* [Task details]:
Transcribe, verbatim, every line from the start of the entries through the line that contains "of another tree."; include both boundary lines and omit all others.

(Given records)

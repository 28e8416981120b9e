//! Per-term postings container
//!
//! Maps partition-key tokens to the file positions of the keys that
//! produced them. Iteration is in ascending token order, which is the
//! order the on-disk body is written in.
//!
//! Body format (all fields big endian):
//! - u32 entry count
//! - per entry: i64 token, u32 position count, u64 positions

use std::collections::{BTreeMap, BTreeSet};
use std::io::{self, Write};

use crate::index::output::IndexOutput;
use crate::index::types::{KeyPosition, Token};

/// Builder for one term's token tree
#[derive(Clone, Debug, Default)]
pub struct TokenTreeBuilder {
    tokens: BTreeMap<Token, BTreeSet<KeyPosition>>,
}

impl TokenTreeBuilder {
    pub fn new() -> Self {
        Self {
            tokens: BTreeMap::new(),
        }
    }

    /// Record one key position under a token.
    pub fn add(&mut self, token: Token, position: KeyPosition) {
        self.tokens.entry(token).or_default().insert(position);
    }

    /// Merge in every entry of another tree.
    pub fn add_all(&mut self, other: &TokenTreeBuilder) {
        for (token, positions) in &other.tokens {
            let entry = self.tokens.entry(*token).or_default();
            entry.extend(positions.iter().copied());
        }
    }

    /// The token to positions mapping, ascending by token.
    pub fn tokens(&self) -> &BTreeMap<Token, BTreeSet<KeyPosition>> {
        &self.tokens
    }

    /// Number of distinct tokens.
    pub fn token_count(&self) -> u64 {
        self.tokens.len() as u64
    }

    pub fn is_empty(&self) -> bool {
        self.tokens.is_empty()
    }

    /// Iterate entries in ascending token order.
    pub fn iter(&self) -> impl Iterator<Item = (&Token, &BTreeSet<KeyPosition>)> {
        self.tokens.iter()
    }

    /// Size in bytes of the finalized body.
    pub fn serialized_size(&self) -> usize {
        4 + self
            .tokens
            .values()
            .map(|positions| 8 + 4 + 8 * positions.len())
            .sum::<usize>()
    }

    /// Write the finalized body.
    pub fn write<W: Write>(&self, out: &mut IndexOutput<W>) -> io::Result<()> {
        out.write_u32(self.tokens.len() as u32)?;
        for (token, positions) in &self.tokens {
            out.write_i64(*token)?;
            out.write_u32(positions.len() as u32)?;
            for position in positions {
                out.write_u64(*position)?;
            }
        }
        Ok(())
    }

    /// Read one body back, returning the tree and the bytes consumed.
    pub fn decode(input: &[u8]) -> io::Result<(TokenTreeBuilder, usize)> {
        let mut pos = 0;
        let count = read_u32(input, &mut pos)?;

        let mut tree = TokenTreeBuilder::new();
        for _ in 0..count {
            let token = read_i64(input, &mut pos)?;
            let positions = read_u32(input, &mut pos)?;
            for _ in 0..positions {
                let position = read_u64(input, &mut pos)?;
                tree.add(token, position);
            }
        }

        Ok((tree, pos))
    }
}

fn read_bytes<'a>(input: &'a [u8], pos: &mut usize, len: usize) -> io::Result<&'a [u8]> {
    if *pos + len > input.len() {
        return Err(io::Error::new(
            io::ErrorKind::UnexpectedEof,
            "Unexpected end of token tree body",
        ));
    }
    let slice = &input[*pos..*pos + len];
    *pos += len;
    Ok(slice)
}

fn read_u32(input: &[u8], pos: &mut usize) -> io::Result<u32> {
    let bytes = read_bytes(input, pos, 4)?;
    Ok(u32::from_be_bytes(bytes.try_into().unwrap()))
}

fn read_i64(input: &[u8], pos: &mut usize) -> io::Result<i64> {
    let bytes = read_bytes(input, pos, 8)?;
    Ok(i64::from_be_bytes(bytes.try_into().unwrap()))
}

fn read_u64(input: &[u8], pos: &mut usize) -> io::Result<u64> {
    let bytes = read_bytes(input, pos, 8)?;
    Ok(u64::from_be_bytes(bytes.try_into().unwrap()))
}
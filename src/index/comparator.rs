//! Comparators over serialized column values
//!
//! The builder never interprets values beyond ordering them; this closed
//! set covers the column types a secondary index can be declared on.

use std::cmp::Ordering;

use serde::{Deserialize, Serialize};

/// Column value type providing the total order over serialized bytes
#[derive(Clone, Copy, Debug, PartialEq, Eq, Hash, Serialize, Deserialize)]
pub enum ValueType {
    Int32,
    Float,
    Int64,
    Double,
    Timestamp,
    Date,
    TimeUuid,
    Uuid,
    Utf8,
    Ascii,
    Blob,
}

impl ValueType {
    /// Compare two serialized values of this type.
    ///
    /// Fixed-width values that do not match their declared width fall back
    /// to lexicographic order; widths are validated upstream.
    pub fn compare(&self, a: &[u8], b: &[u8]) -> Ordering {
        match self {
            ValueType::Int32 => compare_fixed(a, b, |v: [u8; 4]| i32::from_be_bytes(v)),
            ValueType::Float => match (to_array::<4>(a), to_array::<4>(b)) {
                (Some(x), Some(y)) => f32::from_be_bytes(x).total_cmp(&f32::from_be_bytes(y)),
                _ => a.cmp(b),
            },
            ValueType::Int64 | ValueType::Timestamp | ValueType::Date => {
                compare_fixed(a, b, |v: [u8; 8]| i64::from_be_bytes(v))
            }
            ValueType::Double => match (to_array::<8>(a), to_array::<8>(b)) {
                (Some(x), Some(y)) => f64::from_be_bytes(x).total_cmp(&f64::from_be_bytes(y)),
                _ => a.cmp(b),
            },
            ValueType::TimeUuid
            | ValueType::Uuid
            | ValueType::Utf8
            | ValueType::Ascii
            | ValueType::Blob => a.cmp(b),
        }
    }

    /// Whether values of this type are text; only text terms are eligible
    /// for suffix expansion.
    pub fn is_text(&self) -> bool {
        matches!(self, ValueType::Utf8 | ValueType::Ascii)
    }
}

fn to_array<const N: usize>(v: &[u8]) -> Option<[u8; N]> {
    v.try_into().ok()
}

fn compare_fixed<const N: usize, T: Ord>(a: &[u8], b: &[u8], decode: fn([u8; N]) -> T) -> Ordering {
    match (to_array::<N>(a), to_array::<N>(b)) {
        (Some(x), Some(y)) => decode(x).cmp(&decode(y)),
        _ => a.cmp(b),
    }
}
//! Position-tracking sequential writer for index files
//!
//! All multi-byte fields are big endian. Padding writes zeros; block
//! alignment pads to the next `BLOCK_SIZE` boundary.

use std::fs::File;
use std::io::{self, BufWriter, Write};
use std::path::Path;

use crate::index::types::BLOCK_SIZE;

/// Sequential writer that tracks the absolute file position
pub struct IndexOutput<W: Write> {
    out: W,
    position: u64,
}

impl IndexOutput<BufWriter<File>> {
    /// Create the index file and a buffered writer over it.
    pub fn create(path: &Path) -> io::Result<Self> {
        let file = File::create(path)?;
        Ok(Self::new(BufWriter::with_capacity(BLOCK_SIZE, file)))
    }

    /// Flush buffers and sync the file to disk.
    pub fn finish(self) -> io::Result<()> {
        let file = self.out.into_inner().map_err(|e| e.into_error())?;
        file.sync_all()
    }
}

impl<W: Write> IndexOutput<W> {
    pub fn new(out: W) -> Self {
        Self { out, position: 0 }
    }

    /// Absolute position of the next byte written.
    pub fn position(&self) -> u64 {
        self.position
    }

    pub fn write_all(&mut self, bytes: &[u8]) -> io::Result<()> {
        self.out.write_all(bytes)?;
        self.position += bytes.len() as u64;
        Ok(())
    }

    pub fn write_u8(&mut self, v: u8) -> io::Result<()> {
        self.write_all(&[v])
    }

    pub fn write_u16(&mut self, v: u16) -> io::Result<()> {
        self.write_all(&v.to_be_bytes())
    }

    pub fn write_i16(&mut self, v: i16) -> io::Result<()> {
        self.write_all(&v.to_be_bytes())
    }

    pub fn write_i32(&mut self, v: i32) -> io::Result<()> {
        self.write_all(&v.to_be_bytes())
    }

    pub fn write_u32(&mut self, v: u32) -> io::Result<()> {
        self.write_all(&v.to_be_bytes())
    }

    pub fn write_i64(&mut self, v: i64) -> io::Result<()> {
        self.write_all(&v.to_be_bytes())
    }

    pub fn write_u64(&mut self, v: u64) -> io::Result<()> {
        self.write_all(&v.to_be_bytes())
    }

    /// Length-prefixed UTF-8 string: u16 byte length, then the bytes.
    pub fn write_utf(&mut self, s: &str) -> io::Result<()> {
        self.write_u16(s.len() as u16)?;
        self.write_all(s.as_bytes())
    }

    /// u16 length prefix followed by the raw bytes.
    pub fn write_with_short_length(&mut self, bytes: &[u8]) -> io::Result<()> {
        self.write_u16(bytes.len() as u16)?;
        self.write_all(bytes)
    }

    /// Write `n` zero bytes.
    pub fn pad(&mut self, n: usize) -> io::Result<()> {
        const ZEROS: [u8; 256] = [0; 256];
        let mut remaining = n;
        while remaining > 0 {
            let chunk = remaining.min(ZEROS.len());
            self.write_all(&ZEROS[..chunk])?;
            remaining -= chunk;
        }
        Ok(())
    }

    /// Zero-pad to the next block boundary, if not already on one.
    pub fn align_to_block(&mut self) -> io::Result<()> {
        let misalignment = (self.position % BLOCK_SIZE as u64) as usize;
        if misalignment != 0 {
            self.pad(BLOCK_SIZE - misalignment)?;
        }
        Ok(())
    }

    pub fn flush(&mut self) -> io::Result<()> {
        self.out.flush()
    }

    pub fn into_inner(self) -> W {
        self.out
    }
}

#[cfg(test)]
mod tests {
    use super::*;

    #[test]
    fn test_position_tracking() {
        let mut out = IndexOutput::new(Vec::new());
        out.write_i32(7).unwrap();
        assert_eq!(out.position(), 4);
        out.write_u16(1).unwrap();
        out.write_u64(2).unwrap();
        assert_eq!(out.position(), 14);
    }

    #[test]
    fn test_big_endian_fields() {
        let mut out = IndexOutput::new(Vec::new());
        out.write_i32(1).unwrap();
        out.write_u16(0x0203).unwrap();
        let bytes = out.into_inner();
        assert_eq!(bytes, vec![0, 0, 0, 1, 2, 3]);
    }

    #[test]
    fn test_write_utf() {
        let mut out = IndexOutput::new(Vec::new());
        out.write_utf("aa").unwrap();
        let bytes = out.into_inner();
        assert_eq!(bytes, vec![0, 2, b'a', b'a']);
    }

    #[test]
    fn test_align_to_block() {
        let mut out = IndexOutput::new(Vec::new());
        out.write_all(&[1, 2, 3]).unwrap();
        out.align_to_block().unwrap();
        assert_eq!(out.position(), BLOCK_SIZE as u64);

        // already aligned, no padding added
        out.align_to_block().unwrap();
        assert_eq!(out.position(), BLOCK_SIZE as u64);

        let bytes = out.into_inner();
        assert_eq!(bytes.len(), BLOCK_SIZE);
        assert!(bytes[3..].iter().all(|&b| b == 0));
    }

    #[test]
    fn test_pad_large() {
        let mut out = IndexOutput::new(Vec::new());
        out.pad(1000).unwrap();
        assert_eq!(out.position(), 1000);
        assert!(out.into_inner().iter().all(|&b| b == 0));
    }
}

(End Given records)

* [Result of the task]:
repository 28e8416981120b9e
//! Per-term postings container
//!
//! Maps partition-key tokens to the file positions of the keys that
//! produced them. Iteration is in ascending token order, which is the
//! order the on-disk body is written in.
//!
//! Body format (all fields big endian):
//! - u32 entry count
//! - per entry: i64 token, u32 position count, u64 positions

use std::collections::{BTreeMap, BTreeSet};
use std::io::{self, Write};

use crate::index::output::IndexOutput;
use crate::index::types::{KeyPosition, Token};

/// Builder for one term's token tree
#[derive(Clone, Debug, Default)]
pub struct TokenTreeBuilder {
    tokens: BTreeMap<Token, BTreeSet<KeyPosition>>,
}

impl TokenTreeBuilder {
    pub fn new() -> Self {
        Self {
            tokens: BTreeMap::new(),
        }
    }

    /// Record one key position under a token.
    pub fn add(&mut self, token: Token, position: KeyPosition) {
        self.tokens.entry(token).or_default().insert(position);
    }

    /// Merge in every entry of another tree.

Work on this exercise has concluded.